SPDK bug report - pykello/pykello.github.com GitHub Wiki
VM hangs when flushing data to a vhost crypto vbdev
Summary
- Create a crypto vbdev on top of an aio bdev
- Write Ubuntu jammy bootable image to crypto vbdev using spdk_dd
- Start vhost target & bind the vbdev to vhost
- Boot a VM using the vhost device
- Inside the VM, running the following commands hangs when flushing data:
dd if=/dev/random of=1.txt bs=512 count=1000000
sync 1.txt
Notes:
- I used the
v23.05spdk tag, with configure options:--with-crypto --with-vhost. - Note that most of the reads & writes to the crypto vbdev succeeds, otherwise the VM wouldn't have booted. Problem is that we see occasional unexpected failures which makes the device unusable.

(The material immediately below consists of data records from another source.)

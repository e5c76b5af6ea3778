//! Explicit, typed-closure handler registration.
//!
//! The original source discovers handlers by reflecting over a service
//! object's exported methods at `Register` time. This workspace replaces
//! that with a builder: the application names each handler explicitly and
//! supplies a typed closure, so there is nothing to reflect over and no
//! runtime argument-type mismatch is possible — a bad registration fails to
//! compile, not to run.

use std::collections::HashMap;
use std::future::Future;
use std::pin::Pin;
use std::sync::Arc;

use msg_runtime::{HashScheduler, Session};

use crate::error::NodeError;

pub type BoxFuture<T> = Pin<Box<dyn Future<Output = T> + Send>>;

/// `data` is the raw deserialized-by-nobody payload; handlers that want a
/// typed argument deserialize it themselves (matching the source's "declare
/// a raw byte argument, or allocate+deserialize" split, made explicit here
/// instead of inferred from a method signature).
pub type HandlerFn = Arc<dyn Fn(Arc<Session>, Vec<u8>) -> BoxFuture<Result<Option<Vec<u8>>, NodeError>> + Send + Sync>;

#[derive(Clone)]
pub struct Service {
    pub name: String,
    handlers: HashMap<String, HandlerFn>,
    /// `None` means this service shares the node's global default scheduler.
    pub scheduler: Option<Arc<HashScheduler>>,
}

impl Service {
    pub fn handler(&self, method: &str) -> Option<&HandlerFn> {
        self.handlers.get(method)
    }

    pub fn method_names(&self) -> impl Iterator<Item = &str> {
        self.handlers.keys().map(String::as_str)
    }
}

pub struct ServiceBuilder {
    name: String,
    handlers: HashMap<String, HandlerFn>,
    scheduler: Option<Arc<HashScheduler>>,
}

impl ServiceBuilder {
    pub fn new(name: impl Into<String>) -> Self {
        ServiceBuilder { name: name.into(), handlers: HashMap::new(), scheduler: None }
    }

    /// Register `method` under this service. `route` as seen on the wire is
    /// `"{service}.{method}"`.
    pub fn handler<F, Fut>(mut self, method: impl Into<String>, f: F) -> Self
    where
        F: Fn(Arc<Session>, Vec<u8>) -> Fut + Send + Sync + 'static,
        Fut: Future<Output = Result<Option<Vec<u8>>, NodeError>> + Send + 'static,
    {
        let f = Arc::new(f);
        self.handlers.insert(
            method.into(),
            Arc::new(move |session, data| {
                let f = f.clone();
                Box::pin(async move { f(session, data).await }) as BoxFuture<_>
            }),
        );
        self
    }

    /// Give this service its own Hash-scheduler with `shards` shards instead
    /// of sharing the node's global default scheduler.
    pub fn dedicated_scheduler(mut self, shards: usize) -> Self {
        self.scheduler = Some(Arc::new(HashScheduler::new(shards)));
        self
    }

    pub fn build(self) -> Service {
        Service { name: self.name, handlers: self.handlers, scheduler: self.scheduler }
    }
}

#[cfg(test)]
mod tests {
    use super::*;

    #[tokio::test]
    async fn builder_registers_and_invokes_handlers() {
        let service = ServiceBuilder::new("Echo")
            .handler("Do", |_session, data| async move { Ok(Some(data)) })
            .build();
        let (entity, _rx) = msg_runtime::Entity::new(msg_runtime::EntityKind::Gate, "x".into());
        let session = Arc::new(Session::new(1, entity, 0));
        let handler = service.handler("Do").unwrap();
        let result = handler(session, b"ping".to_vec()).await.unwrap();
        assert_eq!(result, Some(b"ping".to_vec()));
    }
}
//! Gate configuration loading.
//!
//! TOML is the sole config source; no environment variable overrides.
//! Default config path: `/etc/relaymesh/gate.toml`.
//!
//! # Required fields
//! - `schema_version = 1`
//! - `label`
//! - `member_bind`
//! - `client_bind`

use serde::Deserialize;
use std::path::Path;
use std::time::Duration;

#[derive(Debug, Clone)]
pub struct GateConfig {
    pub schema_version: u32,
    pub label: String,
    pub version: String,
    /// Address the `Member` gRPC service binds to, and advertises as this
    /// gate's `service_addr` so backends know where to push/respond.
    pub member_bind: String,
    /// Raw, framed-TCP client listener.
    pub client_bind: String,
    /// Optional HTTP bridge (`/ws` upgrade + one-shot `/:route` POST).
    pub http_bind: Option<String>,
    pub master_addr: Option<String>,
    pub master_register_retry_interval: Duration,
    pub idle_session_timeout: Option<Duration>,
    pub debug_bind: Option<String>,
}

#[derive(Debug, Deserialize)]
struct RawConfig {
    schema_version: Option<u32>,
    label: Option<String>,
    version: Option<String>,
    member_bind: Option<String>,
    client_bind: Option<String>,
    http_bind: Option<String>,
    master_addr: Option<String>,
    master_register_retry_interval_secs: Option<u64>,
    idle_session_timeout_secs: Option<u64>,
    debug_bind: Option<String>,
}

pub fn load_config_from_path(path: &Path) -> Result<GateConfig, ConfigError> {
    let toml_str = std::fs::read_to_string(path)
        .map_err(|e| ConfigError::Io(format!("reading config file '{}': {}", path.display(), e)))?;
    load_config_from_str(&toml_str)
}

pub fn load_config() -> Result<GateConfig, ConfigError> {
    load_config_from_path(Path::new("/etc/relaymesh/gate.toml"))
}

pub fn load_config_from_str(toml_str: &str) -> Result<GateConfig, ConfigError> {
    let raw: RawConfig = toml::from_str(toml_str).map_err(|e| ConfigError::Parse(e.to_string()))?;

    let schema_version = raw.schema_version.ok_or_else(|| ConfigError::MissingField("schema_version".to_owned()))?;
    if schema_version != 1 {
        return Err(ConfigError::InvalidValue(format!("schema_version must be 1, got {}", schema_version)));
    }

    let label = raw.label.ok_or_else(|| ConfigError::MissingField("label".to_owned()))?;
    let member_bind = raw.member_bind.ok_or_else(|| ConfigError::MissingField("member_bind".to_owned()))?;
    let client_bind = raw.client_bind.ok_or_else(|| ConfigError::MissingField("client_bind".to_owned()))?;

    Ok(GateConfig {
        schema_version,
        label,
        version: raw.version.unwrap_or_else(|| "0.0.0".to_owned()),
        member_bind,
        client_bind,
        http_bind: raw.http_bind,
        master_addr: raw.master_addr,
        master_register_retry_interval: Duration::from_secs(raw.master_register_retry_interval_secs.unwrap_or(5)),
        idle_session_timeout: raw.idle_session_timeout_secs.map(Duration::from_secs),
        debug_bind: raw.debug_bind,
    })
}

#[derive(Debug)]
pub enum ConfigError {
    Io(String),
    Parse(String),
    MissingField(String),
    InvalidValue(String),
}

impl std::fmt::Display for ConfigError {
    fn fmt(&self, f: &mut std::fmt::Formatter<'_>) -> std::fmt::Result {
        match self {
            ConfigError::Io(s) => write!(f, "IO error: {}", s),
            ConfigError::Parse(s) => write!(f, "Parse error: {}", s),
            ConfigError::MissingField(s) => write!(f, "Missing required field: {}", s),
            ConfigError::InvalidValue(s) => write!(f, "Invalid config value: {}", s),
        }
    }
}

impl std::error::Error for ConfigError {}

#[cfg(test)]
mod tests {
    use super::*;

    #[test]
    fn minimal_config_loads_with_defaults() {
        let cfg = load_config_from_str(
            "schema_version = 1\nlabel = \"gate-1\"\nmember_bind = \"0.0.0.0:9200\"\nclient_bind = \"0.0.0.0:3250\"\n",
        )
        .unwrap();
        assert_eq!(cfg.version, "0.0.0");
        assert!(cfg.http_bind.is_none());
        assert!(cfg.idle_session_timeout.is_none());
    }

    #[test]
    fn missing_client_bind_is_rejected() {
        let err =
            load_config_from_str("schema_version = 1\nlabel = \"gate-1\"\nmember_bind = \"0.0.0.0:9200\"\n").unwrap_err();
        assert!(matches!(err, ConfigError::MissingField(_)));
    }
}
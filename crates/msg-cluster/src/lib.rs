//! Cluster membership and the intra-cluster gRPC surface: a `Master`
//! registry service, a `Member` service adapter, application-level
//! `Convention` gossip, and the membership persistence collaborator.

pub mod client;
pub mod convention;
pub mod error;
pub mod master;
pub mod member;
pub mod model;
pub mod persistence;
pub mod proto;
pub mod traits;

pub use convention::{MemberDirectory, Transmitter};
pub use error::ClusterError;
pub use master::{MasterRegistry, MasterService};
pub use member::MemberService;
pub use model::Member;
pub use persistence::{FilePersistence, NullPersistence, Persistence};
pub use traits::{MemberRpcHandler, MembershipObserver};
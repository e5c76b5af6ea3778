fn main() -> Result<(), Box<dyn std::error::Error>> {
    tonic_build::configure().build_server(true).build_client(true).compile_protos(
        &["proto/cluster.proto"],
        &["proto"],
    )?;
    Ok(())
}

- If I attach strace to vhost target, I see
io_submitcall failures like. SPDK seems to repeat the request without success:
io_submit(0x7f93de869000, 1,
[{aio_data=0x200013d6d220,
aio_lio_opcode=IOCB_CMD_PWRITEV,
aio_fildes=221,
aio_buf=[{iov_base="\325\221\343\275\243\200}\275x\7\r{&l\271\264\275\2212\f7?i\353*/z(\v\212e\34"...,
iov_len=65536}],
aio_offset=2029584384}]) = -1 EAGAIN (Resource temporarily unavailable)
- If I use an aio directly (without crypto vbdev), it works fine.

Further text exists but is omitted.